* DATA SHOWN
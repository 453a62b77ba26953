mod cli;
mod server;

use std::sync::Arc;

use alloy::primitives::hex;
use clap::Parser;
use eyre::WrapErr;

use txlens_core::ledger::DecisionLedger;
use txlens_core::risk::AssessConfig;
use txlens_core::source::{ChainDataSource, ExplorerClient};
use txlens_core::{Analyzer, SignatureRegistry};

#[tokio::main]
async fn main() -> eyre::Result<()> {
    let args = cli::Cli::parse();

    tracing_subscriber::fmt()
        .with_env_filter(
            tracing_subscriber::EnvFilter::try_from_default_env()
                .unwrap_or_else(|_| tracing_subscriber::EnvFilter::new("info")),
        )
        .with_file(true)
        .with_line_number(true)
        .with_level(true)
        .init();

    // Random API token for this server session.
    let api_token = {
        use rand::Rng;
        let bytes: [u8; 16] = rand::thread_rng().r#gen();
        hex::encode(bytes)
    };

    let explorer = ExplorerClient::new(
        &args.explorer_url,
        args.explorer_api_key.as_deref(),
        args.explorer_rps,
    )
    .wrap_err("configure explorer client")?;

    // The explorer is only needed for risk indicators, which degrade to
    // warnings when it is unreachable, so a failed probe does not stop startup.
    match explorer.block_number().await {
        Ok(height) => tracing::info!(
            explorer = explorer.name(),
            height,
            "connected to block explorer"
        ),
        Err(err) => tracing::warn!(
            "{}",
            format_explorer_probe_error(&args.explorer_url, &err.to_string())
        ),
    }
    if args.explorer_api_key.is_none() {
        tracing::warn!("no explorer API key configured; lookups may be throttled");
    }

    let ledger = match &args.ledger_file {
        Some(path) => DecisionLedger::open(path).wrap_err("load decision ledger")?,
        None => DecisionLedger::new(),
    };

    let config = AssessConfig {
        new_token_days: args.new_token_days,
        young_token_days: args.young_token_days,
        high_value_eth: args.high_value_eth,
        medium_value_eth: args.medium_value_eth,
        ..AssessConfig::default()
    };
    let analyzer = Analyzer::new(SignatureRegistry::standard(), Arc::new(explorer), config);

    let state = server::AppState {
        analyzer: Arc::new(analyzer),
        ledger: Arc::new(tokio::sync::RwLock::new(ledger)),
        api_token: api_token.clone(),
        default_recent_limit: args.recent_limit,
    };

    let bind_addr = format!("{}:{}", args.bind, args.port);
    let origin = args
        .cors_origin
        .clone()
        .unwrap_or_else(|| format!("http://{}:{}", args.bind, args.port));
    let router = server::build_router(state, &origin)?;

    if args.bind == "0.0.0.0" {
        tracing::warn!("server is bound to 0.0.0.0 and is accessible from the network");
    }

    println!();
    println!("  txlens is running:");
    println!("    API:       http://{bind_addr}/api/v1");
    println!("    Token:     {api_token}");
    println!();

    let listener = tokio::net::TcpListener::bind(&bind_addr)
        .await
        .wrap_err("bind TCP listener")?;

    tracing::info!("listening on {bind_addr}");
    axum::serve(listener, router)
        .with_graceful_shutdown(shutdown_signal())
        .await
        .wrap_err("run HTTP server")?;

    Ok(())
}

async fn shutdown_signal() {
    if let Err(err) = tokio::signal::ctrl_c().await {
        tracing::error!(error = %err, "failed to listen for shutdown signal");
        std::future::pending::<()>().await;
    }
    tracing::info!("shutting down");
}

fn format_explorer_probe_error(explorer_url: &str, source_error: &str) -> String {
    let mut lines = vec![
        format!("could not reach explorer API `{explorer_url}`"),
        format!("explorer error: {source_error}"),
    ];

    if source_error.contains("dns error") || source_error.contains("Could not resolve host") {
        lines.push("hint: hostname resolution failed; verify the explorer URL and your network".into());
    } else if source_error.contains("HTTP 401") || source_error.contains("HTTP 403") {
        lines.push("hint: the explorer rejected the request; verify --explorer-api-key".into());
    } else if source_error.contains("HTTP 404") {
        lines.push("hint: endpoint path is invalid; the URL usually ends in `/api`".into());
    } else if source_error.contains("rate limit") {
        lines.push("hint: the explorer is throttling requests; set an API key or lower --explorer-rps".into());
    }
    lines.push("risk indicators will report lookups as unavailable until the explorer responds".into());

    lines.join("\n")
}

#[cfg(test)]
mod tests {
    use super::*;

    #[test]
    fn probe_error_adds_api_key_hint_on_forbidden() {
        let message =
            format_explorer_probe_error("https://api.etherscan.io/api", "explorer returned HTTP 403");
        assert!(message.contains("--explorer-api-key"));
        assert!(message.lines().count() >= 3);
    }

    #[test]
    fn probe_error_without_known_cause_has_no_hint() {
        let message = format_explorer_probe_error("https://x.test/api", "boom");
        assert!(!message.contains("hint:"));
    }
}
//! Base-unit to display-amount formatting.

use alloy::primitives::U256;

use crate::error::CoreError;

pub const ETHER_DECIMALS: u8 = 18;

/// Fractional digits kept in display amounts.
const DISPLAY_FRACTION_DIGITS: usize = 4;

/// Integer parts at or above this use a compact suffix.
const COMPACT_THRESHOLD: u64 = 1_000_000;

/// Integer parts at or above this switch to scientific notation.
const SCIENTIFIC_THRESHOLD: u64 = 1_000_000_000_000_000;

const SUFFIXES: &[(u64, &str)] = &[
    (1_000_000_000_000, "T"),
    (1_000_000_000, "B"),
    (1_000_000, "M"),
];

/// Format a decimal base-unit string for display.
///
/// Never fails: input that is not a base-10 integer is returned unchanged.
#[must_use]
pub fn format_token_amount(raw: &str, decimals: u8) -> String {
    match raw.trim().parse::<U256>() {
        Ok(amount) => format_amount(amount, decimals),
        Err(_) => raw.to_owned(),
    }
}

/// Format a base-unit amount for display: at most four fractional digits
/// (truncated, trailing zeros trimmed), `<0.0001` for dust, and a short
/// form for very large quantities.
#[must_use]
pub fn format_amount(amount: U256, decimals: u8) -> String {
    if amount.is_zero() {
        return "0".to_owned();
    }
    let divisor = U256::from(10u64).pow(U256::from(decimals));
    let integer = amount / divisor;
    let fraction = amount % divisor;

    if integer >= U256::from(SCIENTIFIC_THRESHOLD) {
        return scientific(&integer.to_string());
    }
    let integer = integer.as_limbs()[0];
    if integer >= COMPACT_THRESHOLD {
        return compact(integer);
    }

    let padded = format!("{:0>width$}", fraction.to_string(), width = decimals as usize);
    let kept: String = padded.chars().take(DISPLAY_FRACTION_DIGITS).collect();
    let kept = kept.trim_end_matches('0');

    match (integer, kept.is_empty()) {
        (0, true) => "<0.0001".to_owned(),
        (_, true) => integer.to_string(),
        (_, false) => format!("{integer}.{kept}"),
    }
}

/// Format a wei amount as ether for display.
#[must_use]
pub fn format_ether(wei: U256) -> String {
    format_amount(wei, ETHER_DECIMALS)
}

/// Exact decimal ether string for a wei amount, e.g. `10.000000000000000001`.
#[must_use]
pub fn wei_to_ether_exact(wei: U256) -> String {
    let divisor = U256::from(10u64).pow(U256::from(ETHER_DECIMALS));
    let integer = wei / divisor;
    let fraction = wei % divisor;
    if fraction.is_zero() {
        return integer.to_string();
    }
    let padded = format!(
        "{:0>width$}",
        fraction.to_string(),
        width = ETHER_DECIMALS as usize
    );
    format!("{integer}.{}", padded.trim_end_matches('0'))
}

/// Parse a decimal ether amount (`"0.1"`, `"10"`) into exact wei.
pub fn parse_ether(raw: &str) -> Result<U256, CoreError> {
    let trimmed = raw.trim();
    let invalid = || CoreError::InvalidInput(format!("invalid ether amount `{trimmed}`"));

    let (integer, fraction) = trimmed.split_once('.').unwrap_or((trimmed, ""));
    let digits_only = |s: &str| s.bytes().all(|b| b.is_ascii_digit());
    if (integer.is_empty() && fraction.is_empty())
        || !digits_only(integer)
        || !digits_only(fraction)
        || fraction.len() > ETHER_DECIMALS as usize
    {
        return Err(invalid());
    }

    let scaled = format!(
        "{integer}{fraction:0<width$}",
        width = ETHER_DECIMALS as usize
    );
    U256::from_str_radix(&scaled, 10).map_err(|_| invalid())
}

fn compact(integer: u64) -> String {
    let (unit, suffix) = SUFFIXES
        .iter()
        .copied()
        .find(|(unit, _)| integer >= *unit)
        .unwrap_or((1, ""));
    let hundredths = integer / (unit / 100);
    let whole = hundredths / 100;
    let frac = format!("{:02}", hundredths % 100);
    let frac = frac.trim_end_matches('0');
    if frac.is_empty() {
        format!("{whole}{suffix}")
    } else {
        format!("{whole}.{frac}{suffix}")
    }
}

fn scientific(digits: &str) -> String {
    let exponent = digits.len() - 1;
    let (lead, rest) = digits.split_at(1);
    let mantissa: String = rest.chars().take(2).collect();
    let mantissa = mantissa.trim_end_matches('0');
    if mantissa.is_empty() {
        format!("{lead}e{exponent}")
    } else {
        format!("{lead}.{mantissa}e{exponent}")
    }
}

#[cfg(test)]
mod tests {
    use super::*;

    fn ether(s: &str) -> String {
        format_token_amount(s, ETHER_DECIMALS)
    }

    #[test]
    fn formats_whole_and_fractional_ether() {
        assert_eq!(ether("100000000000000000"), "0.1");
        assert_eq!(ether("1000000000000000000"), "1");
        assert_eq!(ether("1500000000000000000"), "1.5");
        assert_eq!(ether("15000000000000000000"), "15");
        assert_eq!(ether("0"), "0");
    }

    #[test]
    fn truncates_to_four_fraction_digits() {
        assert_eq!(ether("123456789000000000"), "0.1234");
        assert_eq!(ether("1999999999999999999"), "1.9999");
    }

    #[test]
    fn dust_is_marked() {
        assert_eq!(ether("1"), "<0.0001");
        assert_eq!(ether("99999999999999"), "<0.0001");
    }

    #[test]
    fn respects_decimals() {
        assert_eq!(format_token_amount("2500000", 6), "2.5");
        assert_eq!(format_token_amount("42", 0), "42");
    }

    #[test]
    fn large_amounts_use_compact_form() {
        assert_eq!(format_token_amount("1500000", 0), "1.5M");
        assert_eq!(format_token_amount("2000000000", 0), "2B");
        assert_eq!(format_token_amount("1234000000000", 0), "1.23T");
        assert_eq!(format_amount(U256::MAX, ETHER_DECIMALS), "1.15e59");
    }

    #[test]
    fn non_numeric_input_is_returned_verbatim() {
        assert_eq!(ether("abc"), "abc");
        assert_eq!(ether("-5"), "-5");
    }

    #[test]
    fn exact_ether_keeps_every_wei() {
        let ten = U256::from(10_000_000_000_000_000_000u128);
        assert_eq!(wei_to_ether_exact(ten), "10");
        assert_eq!(
            wei_to_ether_exact(ten + U256::from(1)),
            "10.000000000000000001"
        );
        assert_eq!(wei_to_ether_exact(U256::from(100_000_000_000_000_000u64)), "0.1");
        assert_eq!(wei_to_ether_exact(U256::ZERO), "0");
    }

    #[test]
    fn parse_ether_is_exact() {
        assert_eq!(
            parse_ether("0.1").unwrap(),
            U256::from(100_000_000_000_000_000u64)
        );
        assert_eq!(
            parse_ether("10.000000000000000001").unwrap(),
            U256::from(10_000_000_000_000_000_001u128)
        );
        assert_eq!(parse_ether("2").unwrap(), U256::from(2_000_000_000_000_000_000u128));
        assert_eq!(parse_ether(".5").unwrap(), U256::from(500_000_000_000_000_000u64));
    }

    #[test]
    fn parse_ether_rejects_malformed_amounts() {
        for raw in ["", ".", "-1", "1e18", "abc", "0.0000000000000000001", "1.2.3"] {
            assert!(parse_ether(raw).is_err(), "{raw}");
        }
    }
}
//! Chain data source abstraction.
//!
//! Defines the [`ChainDataSource`] trait consumed by the risk engine and
//! provides an Etherscan-compatible HTTP implementation
//! ([`ExplorerClient`]) plus a test mock (`mock::MockSource`).

mod explorer;
#[cfg(test)]
pub mod mock;
pub mod types;

pub use explorer::ExplorerClient;
pub use types::{ContractVerification, SortOrder, TxHistoryQuery, TxSummary};

use alloy::primitives::Address;
use async_trait::async_trait;

use crate::error::SourceError;

/// Read-only chain lookups needed to derive risk indicators.
///
/// Implementations own their transport concerns (timeouts, rate limits,
/// caching). They never retry on behalf of the caller.
#[async_trait]
pub trait ChainDataSource: Send + Sync {
    /// Name reported as the `source` of indicators built from this data.
    fn name(&self) -> &str;

    /// Whether `address` currently has deployed bytecode.
    async fn has_code(&self, address: &Address) -> Result<bool, SourceError>;

    /// Published-source verification status of a contract.
    async fn contract_verification(
        &self,
        address: &Address,
    ) -> Result<ContractVerification, SourceError>;

    /// Current chain height.
    async fn block_number(&self) -> Result<u64, SourceError>;

    /// Transactions touching `address`, filtered by `query`.
    async fn address_transactions(
        &self,
        address: &Address,
        query: &TxHistoryQuery,
    ) -> Result<Vec<TxSummary>, SourceError>;

    /// Block of the earliest transaction touching `address`, or `None` when
    /// the address has no history.
    async fn first_transaction_block(&self, address: &Address) -> Result<Option<u64>, SourceError> {
        let txs = self
            .address_transactions(address, &TxHistoryQuery::earliest())
            .await?;
        Ok(txs.iter().map(|tx| tx.block_number).min())
    }
}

* WORK TO COMPLETE
Look above and repeat, character for character, the lines from the first one to the line with "not stop startup.", counting both.

* TASK ANSWER
repository 453a62b77ba26953
mod cli;
mod server;

use std::sync::Arc;

use alloy::primitives::hex;
use clap::Parser;
use eyre::WrapErr;

use txlens_core::ledger::DecisionLedger;
use txlens_core::risk::AssessConfig;
use txlens_core::source::{ChainDataSource, ExplorerClient};
use txlens_core::{Analyzer, SignatureRegistry};

#[tokio::main]
async fn main() -> eyre::Result<()> {
    let args = cli::Cli::parse();

    tracing_subscriber::fmt()
        .with_env_filter(
            tracing_subscriber::EnvFilter::try_from_default_env()
                .unwrap_or_else(|_| tracing_subscriber::EnvFilter::new("info")),
        )
        .with_file(true)
        .with_line_number(true)
        .with_level(true)
        .init();

    // Random API token for this server session.
    let api_token = {
        use rand::Rng;
        let bytes: [u8; 16] = rand::thread_rng().r#gen();
        hex::encode(bytes)
    };

    let explorer = ExplorerClient::new(
        &args.explorer_url,
        args.explorer_api_key.as_deref(),
        args.explorer_rps,
    )
    .wrap_err("configure explorer client")?;

    // The explorer is only needed for risk indicators, which degrade to
    // warnings when it is unreachable, so a failed probe does not stop startup.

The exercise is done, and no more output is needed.